PROBLEM: Whenever the string "steps" appears in a line below, please copy the line out.

*** RECORDS Section Begins ***

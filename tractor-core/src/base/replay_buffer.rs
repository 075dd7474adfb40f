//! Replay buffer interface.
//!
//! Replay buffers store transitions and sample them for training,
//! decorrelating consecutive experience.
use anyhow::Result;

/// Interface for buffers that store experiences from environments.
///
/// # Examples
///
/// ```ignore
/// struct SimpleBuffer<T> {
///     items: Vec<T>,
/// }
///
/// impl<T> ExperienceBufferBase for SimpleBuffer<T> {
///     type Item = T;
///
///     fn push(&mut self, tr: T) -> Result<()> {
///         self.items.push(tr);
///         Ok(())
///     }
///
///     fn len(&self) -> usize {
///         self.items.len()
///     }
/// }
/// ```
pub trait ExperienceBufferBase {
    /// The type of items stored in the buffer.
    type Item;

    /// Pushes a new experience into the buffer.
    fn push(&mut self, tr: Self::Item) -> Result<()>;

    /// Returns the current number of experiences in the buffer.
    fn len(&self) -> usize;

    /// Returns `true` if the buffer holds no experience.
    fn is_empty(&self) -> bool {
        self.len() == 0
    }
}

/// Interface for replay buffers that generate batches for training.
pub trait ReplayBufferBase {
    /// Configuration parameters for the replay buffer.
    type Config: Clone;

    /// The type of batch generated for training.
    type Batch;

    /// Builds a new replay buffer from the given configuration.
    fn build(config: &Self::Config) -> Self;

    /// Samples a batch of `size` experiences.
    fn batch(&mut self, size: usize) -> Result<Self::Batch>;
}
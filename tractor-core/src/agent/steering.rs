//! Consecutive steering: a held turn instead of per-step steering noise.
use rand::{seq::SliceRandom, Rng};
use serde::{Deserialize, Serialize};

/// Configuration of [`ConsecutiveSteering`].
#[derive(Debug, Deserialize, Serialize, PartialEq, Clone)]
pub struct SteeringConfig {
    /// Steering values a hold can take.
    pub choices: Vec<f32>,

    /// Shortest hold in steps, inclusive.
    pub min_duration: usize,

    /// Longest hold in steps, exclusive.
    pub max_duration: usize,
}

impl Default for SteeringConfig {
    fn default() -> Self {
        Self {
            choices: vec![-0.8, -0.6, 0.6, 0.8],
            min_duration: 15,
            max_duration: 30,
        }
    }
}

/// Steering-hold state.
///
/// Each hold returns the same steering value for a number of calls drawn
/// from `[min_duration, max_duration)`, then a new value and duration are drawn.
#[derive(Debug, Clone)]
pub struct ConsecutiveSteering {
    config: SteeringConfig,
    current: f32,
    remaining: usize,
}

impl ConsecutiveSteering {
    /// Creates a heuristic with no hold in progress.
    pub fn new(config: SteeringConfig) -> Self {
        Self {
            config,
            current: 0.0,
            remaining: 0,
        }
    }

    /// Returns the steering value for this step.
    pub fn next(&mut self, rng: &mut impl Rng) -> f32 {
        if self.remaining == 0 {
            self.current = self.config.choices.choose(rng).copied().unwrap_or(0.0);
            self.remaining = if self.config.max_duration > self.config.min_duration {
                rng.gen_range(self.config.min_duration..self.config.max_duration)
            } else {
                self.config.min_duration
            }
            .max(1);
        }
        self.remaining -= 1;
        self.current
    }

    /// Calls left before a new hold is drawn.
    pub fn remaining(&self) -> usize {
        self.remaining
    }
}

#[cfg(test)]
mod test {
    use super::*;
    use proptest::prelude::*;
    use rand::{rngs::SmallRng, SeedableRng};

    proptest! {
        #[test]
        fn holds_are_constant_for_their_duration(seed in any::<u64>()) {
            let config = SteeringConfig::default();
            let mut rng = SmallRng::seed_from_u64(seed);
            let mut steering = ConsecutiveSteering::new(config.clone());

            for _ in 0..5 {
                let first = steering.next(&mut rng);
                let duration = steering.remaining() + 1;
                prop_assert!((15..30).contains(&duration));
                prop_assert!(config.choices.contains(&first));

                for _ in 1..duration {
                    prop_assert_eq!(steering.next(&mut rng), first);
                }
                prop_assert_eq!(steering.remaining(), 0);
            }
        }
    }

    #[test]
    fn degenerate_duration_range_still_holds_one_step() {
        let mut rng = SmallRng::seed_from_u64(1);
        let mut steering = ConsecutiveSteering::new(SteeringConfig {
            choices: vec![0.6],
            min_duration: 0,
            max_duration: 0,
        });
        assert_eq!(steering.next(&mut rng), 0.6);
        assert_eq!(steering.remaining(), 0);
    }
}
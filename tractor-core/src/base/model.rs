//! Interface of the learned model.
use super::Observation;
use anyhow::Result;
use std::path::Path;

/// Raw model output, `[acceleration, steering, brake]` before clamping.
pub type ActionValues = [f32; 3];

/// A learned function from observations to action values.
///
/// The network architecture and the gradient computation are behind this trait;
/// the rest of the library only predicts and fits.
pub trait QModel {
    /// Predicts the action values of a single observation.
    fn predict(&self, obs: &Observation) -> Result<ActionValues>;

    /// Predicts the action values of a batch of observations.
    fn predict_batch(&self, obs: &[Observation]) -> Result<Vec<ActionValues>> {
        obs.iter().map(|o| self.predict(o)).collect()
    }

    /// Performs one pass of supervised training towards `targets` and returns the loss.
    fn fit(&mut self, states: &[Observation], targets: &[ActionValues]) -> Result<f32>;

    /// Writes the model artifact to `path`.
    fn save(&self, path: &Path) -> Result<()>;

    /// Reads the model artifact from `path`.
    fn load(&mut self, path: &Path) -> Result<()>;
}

*** RECORDS Section Ends ***

EXERCISE SOLUTION:
    /// Shortest hold in steps, inclusive.
    /// Longest hold in steps, exclusive.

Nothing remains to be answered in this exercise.